(ACTIVITY) Every line that contains "BTreeMap" must be located and copied from the data.

(Saved entries)
:::::

use anyhow::{Context, Result};
use serde::Serialize;
use std::collections::BTreeMap;
use std::path::Path;
use tracing::debug;

use crate::models::{Keyword, Review};
use crate::themes::{themes_display, Theme};

/// Row of the processed dataset.
#[derive(Debug, Serialize)]
pub struct ProcessedRecord<'a> {
    pub review: &'a str,
    pub tokens: String,
    pub rating: i64,
    pub date: &'a str,
    pub bank: &'a str,
    pub source: &'a str,
    pub detected_language: &'a str,
}

/// Row of the thematic dataset handed to the persistence consumer.
#[derive(Debug, Serialize)]
pub struct ThematicRecord<'a> {
    pub review_id: &'a str,
    pub review: &'a str,
    pub sentiment_label: Option<&'a str>,
    pub sentiment_score: Option<f64>,
    pub rating: i64,
    pub date: &'a str,
    pub bank: &'a str,
    pub source: &'a str,
    pub themes: String,
}

pub fn write_processed_csv(path: &Path, reviews: &[Review]) -> Result<()> {
    let mut writer = csv::Writer::from_path(path)
        .with_context(|| format!("creating {}", path.display()))?;
    for r in reviews {
        writer.serialize(ProcessedRecord {
            review: &r.cleaned,
            tokens: r.tokens.join(" "),
            rating: r.rating,
            date: &r.date,
            bank: &r.bank,
            source: &r.source,
            detected_language: &r.detected_language,
        })?;
    }
    writer.flush()?;
    debug!("Wrote {}", path.display());
    Ok(())
}

pub fn write_thematic_csv(path: &Path, reviews: &[Review]) -> Result<()> {
    let mut writer = csv::Writer::from_path(path)
        .with_context(|| format!("creating {}", path.display()))?;
    for r in reviews {
        writer.serialize(ThematicRecord {
            review_id: &r.id,
            review: &r.cleaned,
            sentiment_label: r.sentiment_label.as_deref(),
            sentiment_score: r.sentiment_score,
            rating: r.rating,
            date: &r.date,
            bank: &r.bank,
            source: &r.source,
            themes: themes_display(r),
        })?;
    }
    writer.flush()?;
    debug!("Wrote {}", path.display());
    Ok(())
}

pub fn write_keywords_json(
    path: &Path,
    keywords: &[(String, Vec<Keyword>)],
) -> Result<()> {
    let map: BTreeMap<&str, &Vec<Keyword>> = keywords
        .iter()
        .map(|(bank, kws)| (bank.as_str(), kws))
        .collect();
    std::fs::write(path, serde_json::to_vec_pretty(&map)?)
        .with_context(|| format!("writing {}", path.display()))?;
    debug!("Wrote {}", path.display());
    Ok(())
}

pub fn write_themes_json(
    path: &Path,
    theme_maps: &BTreeMap<String, BTreeMap<Theme, Vec<String>>>,
) -> Result<()> {
    // theme enum -> display names for the artifact
    let named: BTreeMap<&str, BTreeMap<&str, &Vec<String>>> = theme_maps
        .iter()
        .map(|(bank, tm)| {
            (
                bank.as_str(),
                tm.iter().map(|(t, kws)| (t.name(), kws)).collect(),
            )
        })
        .collect();
    std::fs::write(path, serde_json::to_vec_pretty(&named)?)
        .with_context(|| format!("writing {}", path.display()))?;
    debug!("Wrote {}", path.display());
    Ok(())
}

:::::

(EXERCISE OUTPUT)
use std::collections::BTreeMap;
    let map: BTreeMap<&str, &Vec<Keyword>> = keywords
    theme_maps: &BTreeMap<String, BTreeMap<Theme, Vec<String>>>,
    let named: BTreeMap<&str, BTreeMap<&str, &Vec<String>>> = theme_maps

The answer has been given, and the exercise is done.